Treach, from hip hop group Naughty by Nature, was a very close friend of Tupac. He also wrote a dedication song for his long time friend called ‘Mourn You ‘Til I Join You’
“We spoke many a time, and he was like, ‘I don’t see myself growing old. He was one of the realest niggas that lived. He said whatever was on his mind. Never bit his tongue for nuthin. He was a baby Panther, soldier, poet and visionary. He was a thug. He was a poppet. We got robbed of someone who was gonna take us where we needed to be”
Tupac appeared in E-40’s video ‘Rapper’s Ball’

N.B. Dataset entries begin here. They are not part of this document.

// Peer connection management

use crate::network::message::HEADER_LEN;
use crate::network::{Message, PeerError};
use std::net::SocketAddr;
use tokio::io::{AsyncReadExt, AsyncWriteExt};
use tokio::net::TcpStream;

/// Peer connection
pub struct Peer {
    addr: SocketAddr,
    stream: TcpStream,
}

impl Peer {
    /// Wrap an accepted TCP stream
    pub fn new(stream: TcpStream, addr: SocketAddr) -> Self {
        Self { addr, stream }
    }

    /// Connect to a peer
    pub async fn connect(addr: SocketAddr) -> Result<Self, PeerError> {
        let stream = TcpStream::connect(addr)
            .await
            .map_err(|source| PeerError::Unreachable { peer: addr, source })?;

        Ok(Self::new(stream, addr))
    }

    /// Send a message to the peer
    pub async fn send_message(&mut self, message: &Message) -> Result<(), PeerError> {
        let data = message.serialize();

        self.stream
            .write_all(&data)
            .await
            .map_err(|source| self.io_error(source))?;

        self.stream.flush().await.map_err(|source| self.io_error(source))?;

        Ok(())
    }

    /// Receive a message from the peer
    pub async fn receive_message(&mut self) -> Result<Message, PeerError> {
        // Read message header (16 bytes: 12 for type + 4 for length)
        let mut header = [0u8; HEADER_LEN];
        self.stream
            .read_exact(&mut header)
            .await
            .map_err(|source| self.io_error(source))?;

        let (msg_type, payload_len) = Message::parse_header(&header)?;

        // Read payload
        let mut payload = vec![0u8; payload_len];
        if payload_len > 0 {
            self.stream
                .read_exact(&mut payload)
                .await
                .map_err(|source| self.io_error(source))?;
        }

        Ok(Message::from_payload(msg_type, &payload)?)
    }

    /// Get peer address
    pub fn addr(&self) -> SocketAddr {
        self.addr
    }

    fn io_error(&self, source: std::io::Error) -> PeerError {
        PeerError::Unreachable {
            peer: self.addr,
            source,
        }
    }
}
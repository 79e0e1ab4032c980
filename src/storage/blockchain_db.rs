// Blockchain database using sled

use crate::core::{Block, Hash256, Serializable};
use crate::storage::StorageError;
use sled::Db;
use std::path::Path;

/// Blockchain database: blocks by hash plus a height index
pub struct BlockchainDB {
    db: Db,
}

impl BlockchainDB {
    /// Create a new blockchain database
    pub fn new<P: AsRef<Path>>(path: P) -> Result<Self, StorageError> {
        let db = sled::open(path)?;
        Ok(Self { db })
    }

    /// Create an in-memory database (for testing)
    pub fn memory() -> Result<Self, StorageError> {
        let db = sled::Config::new().temporary(true).open()?;
        Ok(Self { db })
    }

    /// Store a block at `height`, indexed by its hash
    pub fn store_block(&self, height: u64, block: &Block) -> Result<(), StorageError> {
        let hash = block.hash();
        self.db.insert(Self::block_key(&hash), block.serialize())?;
        self.db.insert(Self::height_key(height), hash.as_bytes().as_slice())?;
        Ok(())
    }

    /// Get a block by hash
    pub fn get_block(&self, hash: &Hash256) -> Result<Option<Block>, StorageError> {
        match self.db.get(Self::block_key(hash))? {
            Some(data) => Ok(Some(Block::deserialize(&data)?)),
            None => Ok(None),
        }
    }

    /// Get block hash by height
    pub fn get_hash_by_height(&self, height: u64) -> Result<Option<Hash256>, StorageError> {
        match self.db.get(Self::height_key(height))? {
            Some(data) => Ok(Some(read_hash(&data)?)),
            None => Ok(None),
        }
    }

    /// Get block by height
    pub fn get_block_by_height(&self, height: u64) -> Result<Option<Block>, StorageError> {
        match self.get_hash_by_height(height)? {
            Some(hash) => self.get_block(&hash),
            None => Ok(None),
        }
    }

    /// Every stored block in height order. A gap in the index is corruption.
    pub fn load_blocks(&self) -> Result<Vec<Block>, StorageError> {
        let height = self.get_chain_height()?;
        let mut blocks = Vec::with_capacity(height as usize);
        for h in 0..height {
            let block = self
                .get_block_by_height(h)?
                .ok_or_else(|| StorageError::Corrupt(format!("missing block at height {}", h)))?;
            blocks.push(block);
        }
        Ok(blocks)
    }

    /// Store the chain tip (best block hash)
    pub fn store_tip(&self, hash: &Hash256) -> Result<(), StorageError> {
        self.db.insert(b"tip", hash.as_bytes().as_slice())?;
        Ok(())
    }

    /// Get the chain tip (best block hash)
    pub fn get_tip(&self) -> Result<Option<Hash256>, StorageError> {
        match self.db.get(b"tip")? {
            Some(data) => Ok(Some(read_hash(&data)?)),
            None => Ok(None),
        }
    }

    /// Store the number of blocks, genesis included
    pub fn store_chain_height(&self, height: u64) -> Result<(), StorageError> {
        self.db.insert(b"height", height.to_le_bytes().to_vec())?;
        Ok(())
    }

    /// Get the number of stored blocks (0 for an empty database)
    pub fn get_chain_height(&self) -> Result<u64, StorageError> {
        match self.db.get(b"height")? {
            Some(data) => {
                let bytes: [u8; 8] = data[..].try_into().map_err(|_| {
                    StorageError::Corrupt(format!("invalid height data length: {}", data.len()))
                })?;
                Ok(u64::from_le_bytes(bytes))
            }
            None => Ok(0),
        }
    }

    /// Drop every block and index entry
    pub fn clear(&self) -> Result<(), StorageError> {
        self.db.clear()?;
        Ok(())
    }

    /// Manually flush database (call after batch operations)
    pub fn flush(&self) -> Result<(), StorageError> {
        self.db.flush()?;
        Ok(())
    }

    // Helper: create key for block storage
    fn block_key(hash: &Hash256) -> Vec<u8> {
        let mut key = Vec::with_capacity(33);
        key.push(b'b'); // 'b' for block
        key.extend_from_slice(hash.as_bytes());
        key
    }

    // Helper: create key for height index (big-endian so keys sort by height)
    fn height_key(height: u64) -> Vec<u8> {
        let mut key = Vec::with_capacity(9);
        key.push(b'h'); // 'h' for height
        key.extend_from_slice(&height.to_be_bytes());
        key
    }
}

fn read_hash(data: &[u8]) -> Result<Hash256, StorageError> {
    Hash256::from_slice(data).map_err(StorageError::Corrupt)
}

#[cfg(test)]
mod tests {
    use super::*;
    use crate::core::{MinerKey, Transaction};

    fn child_of(parent: &Block) -> Block {
        let tx = Transaction::new(MinerKey::new(vec![2; 33]), MinerKey::new(vec![3; 33]), 1, 1);
        Block::candidate(MinerKey::new(vec![4; 33]), vec![tx], 1, 1, parent.hash())
    }

    #[test]
    fn test_store_and_get_block() {
        let db = BlockchainDB::memory().unwrap();
        let block = Block::genesis();

        db.store_block(0, &block).unwrap();

        let retrieved = db.get_block(&block.hash()).unwrap().unwrap();
        assert_eq!(block, retrieved);
        assert!(db.get_block(&Hash256::new([1; 32])).unwrap().is_none());
    }

    #[test]
    fn test_height_index() {
        let db = BlockchainDB::memory().unwrap();
        let genesis = Block::genesis();
        let child = child_of(&genesis);

        db.store_block(0, &genesis).unwrap();
        db.store_block(1, &child).unwrap();

        assert_eq!(db.get_hash_by_height(1).unwrap(), Some(child.hash()));
        assert_eq!(db.get_block_by_height(0).unwrap(), Some(genesis));
        assert!(db.get_block_by_height(2).unwrap().is_none());
    }

    #[test]
    fn test_load_blocks_in_order() {
        let db = BlockchainDB::memory().unwrap();
        let genesis = Block::genesis();
        let child = child_of(&genesis);

        db.store_block(0, &genesis).unwrap();
        db.store_block(1, &child).unwrap();
        db.store_chain_height(2).unwrap();
        assert_eq!(db.load_blocks().unwrap(), vec![genesis, child]);

        // Height claims a block that is not there
        db.store_chain_height(3).unwrap();
        assert!(matches!(db.load_blocks(), Err(StorageError::Corrupt(_))));
    }

    #[test]
    fn test_tip_and_height() {
        let db = BlockchainDB::memory().unwrap();
        let hash = Block::genesis().hash();

        assert_eq!(db.get_chain_height().unwrap(), 0);
        assert!(db.get_tip().unwrap().is_none());

        db.store_tip(&hash).unwrap();
        db.store_chain_height(10).unwrap();
        assert_eq!(db.get_tip().unwrap(), Some(hash));
        assert_eq!(db.get_chain_height().unwrap(), 10);
    }
}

“Pac was hated by few but loved by many and those who hated him didn’t even know him. I truly believe that there will never be another rapper
who can uplift spirits and explain the ups and downs of everyday life through rap music like ‘Pac”
Omar appeared in the 1993 film Juice alongside Tupac
“Pac was just the truth. He always brought it from the heart. Sometimes the truth hurts or the truth can set you free. In his case, it did both. Some said he was the rappin’ Nostradamus, like he could prophesy. But he was just saying that ill shit that niggas be thinking and no one wanted to say. The thing was, he lived his life in a way that the lyrics had to come true. He just went all out. Everyday was his first and last.”
Janet starred in the 1993 film Poetic Justice, alongside Tupac.
“I feel very fortunate to have seen another side of Tupac, someone who was very caring and loving, a contrast to his public image. He will be missed by many.”
Tupac Shakur had 9 Platinum albums, 7 Posthumous Albums, 75 million albums sold worldwide, 713 songs, 7 movies, all by the age of 25. Thug In Peace, Tupac, your legacy will never die.